Jason Witten's esperada jubilación significa el fin de una era en Dallas, escribe Jared Dubin. Jason Witten's expected retirement means the end of an era in Dallas, Jared Dubin writes.

The Dallas Cowboys: America's Team

The Dallas Cowboys are America's Team, and they have fans all over the country -- even in enemy territory. Still, growing up a Cowboys fan when you live in central New Jersey can be a bit lonely at times. Most of my childhood friends were fans of the New York Giants, and those that weren't mostly favored the Jets.

I never really had a choice when it came to my Cowboys fandom, though. My father was going to make damn sure that both of his sons were Cowboys fans if it was the last thing he ever did. (We are, but it wasn't.) I was wearing Troy Aikman and Emmitt Smith jerseys before I really knew what football was. Of course, if my father's prodding didn't seal my allegiance to the team with the star on the side of its helmet, the team's massive run of success during the early part of my childhood likely would have done it anyway. The Cowboys won three Super Bowl before I turned 8 years old, and I'm sure back then I felt like they would never stop winning.
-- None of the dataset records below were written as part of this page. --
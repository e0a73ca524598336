//! Per-operation counters for inbound messages.

/// Successful and failed handling counts for one operation.
#[derive(Debug, Clone, Copy, Default, PartialEq, Eq)]
pub struct OpCount {
    pub success: u64,
    pub error: u64,
}

#[derive(Debug, Clone, Copy, PartialEq, Eq)]
pub(crate) enum Operation {
    Ping,
    FindNode,
    GetValue,
    PutValue,
    AddProvider,
    GetProviders,
}

/// Best-effort counters over inbound messages, snapshot through
/// [Info](crate::Info).
#[derive(Debug, Clone, Default)]
pub struct Counters {
    pub ping: OpCount,
    pub find_node: OpCount,
    pub get_value: OpCount,
    pub put_value: OpCount,
    pub add_provider: OpCount,
    pub get_providers: OpCount,

    /// Messages that decoded but carried an unknown type tag.
    pub unknown_messages: u64,
    /// Frames that failed to decode at all.
    pub malformed_messages: u64,
}

impl Counters {
    pub(crate) fn success(&mut self, operation: Operation) {
        self.slot(operation).success += 1;
    }

    pub(crate) fn error(&mut self, operation: Operation) {
        self.slot(operation).error += 1;
    }

    fn slot(&mut self, operation: Operation) -> &mut OpCount {
        match operation {
            Operation::Ping => &mut self.ping,
            Operation::FindNode => &mut self.find_node,
            Operation::GetValue => &mut self.get_value,
            Operation::PutValue => &mut self.put_value,
            Operation::AddProvider => &mut self.add_provider,
            Operation::GetProviders => &mut self.get_providers,
        }
    }
}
We know that's not how things turned out. The Cowboys did in fact stop winning Super Bowls after 1995, and for a while during my early teen years, they stopped winning much of anything. They cycled through coaches and quarterbacks on a seemingly annual basis, bouncing from Barry Switzer to Chan Gailey to Dave Campo and from the end of the Troy Aikman era to the short-lived reigns of Quincy Carter and Anthony Wright and Ryan Leaf and Clint Stoerner and Chad Hutchinson.

When the 'Boys responded to their third consecutive 5-11 season under Campo by firing him and replacing him with the legendary Bill Parcells during the 2003 offseason, I couldn't have been more psyched. The first draft pick of the Parcells Era was Terence Newman, who I had just watched dominate college football alongside Ell Roberson and Darren Sproles at Kansas State. Things were looking way, way up, I told myself at the time. And then my 'Boys started rattling off boring prospects. A center I'd never heard of. A goofy looking tight end. A linebacker who seemingly spelled Brady wrong. A guy whose name was seriously Zuriel.
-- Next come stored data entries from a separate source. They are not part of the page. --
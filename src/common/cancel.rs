//! Composable cancellation signal for queries.

use std::sync::atomic::{AtomicBool, Ordering};
use std::sync::Arc;

/// A cheaply clonable cancellation signal.
///
/// Clones share the same flag. A [child](Cancellation::child) token is
/// cancelled when either it or any of its ancestors is cancelled, so a
/// query can combine a caller's token with its own internal deadline.
#[derive(Debug, Clone, Default)]
pub struct Cancellation(Arc<Inner>);

#[derive(Debug, Default)]
struct Inner {
    cancelled: AtomicBool,
    parent: Option<Cancellation>,
}

impl Cancellation {
    pub fn new() -> Cancellation {
        Cancellation::default()
    }

    /// Derive a token that is cancelled with this one, but can also be
    /// cancelled on its own without affecting this one.
    pub fn child(&self) -> Cancellation {
        Cancellation(Arc::new(Inner {
            cancelled: AtomicBool::new(false),
            parent: Some(self.clone()),
        }))
    }

    pub fn cancel(&self) {
        self.0.cancelled.store(true, Ordering::Release);
    }

    pub fn is_cancelled(&self) -> bool {
        if self.0.cancelled.load(Ordering::Acquire) {
            return true;
        }

        self.0
            .parent
            .as_ref()
            .map(|parent| parent.is_cancelled())
            .unwrap_or(false)
    }
}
I hated the tight end pick the most. I was still scarred by early-round tight end selections of the recent past, like Kendall Watkins and Eric Bjornson and worst of all, David LaFleur, who this newest tight end looked strangely similar to in size and body type. As you no doubt know by now, I have never been more wrong about anything than I was about that goofy tight end; because that guy was Jason Witten, one of the best Cowboys of all time and a likely Hall of Famer.

Witten has been in my life for longer than most people I know, and he has spent most of that time boggling the minds of opposing defenses and fanbases alike. Witten was never what we'd think of as a superior athlete and he has had precisely zero flash to his game from Day 1. The most athletic thing he ever did was merely have good enough balance to absorb a colossal hit, lose his helmet, and stay off the ground so that he could run an additional 30 or so yards down the field.

Mostly, what Witten did was execute everything with picture-perfect technique, which he had to do in order to get himself open. How this dude, who has been one of the slowest players in the league seemingly forever, continued to find himself open 8-to-10 yards downfield as the league got bigger and faster and quicker and stronger while he stayed exactly the same size and got slower and slower and slower and slower will never cease to amaze me. But he did it, because he was just that crafty. Always.

And when I say always, boy, do I mean always. Witten missed just a single game during his illustrious 15-year career, all the way back in Week 5 of his rookie season. He played 235 consecutive games after that, and he started every single time the Cowboys played from 2004 on. He played with his jaw wired shut in 2003 and with a lacerated spleen in 2012. He played with a fractured rib in 2008 and a sprained MCL in 2010 and with sprains in both his ankles and his knee, all at the same time, in 2015. And he just kept getting open.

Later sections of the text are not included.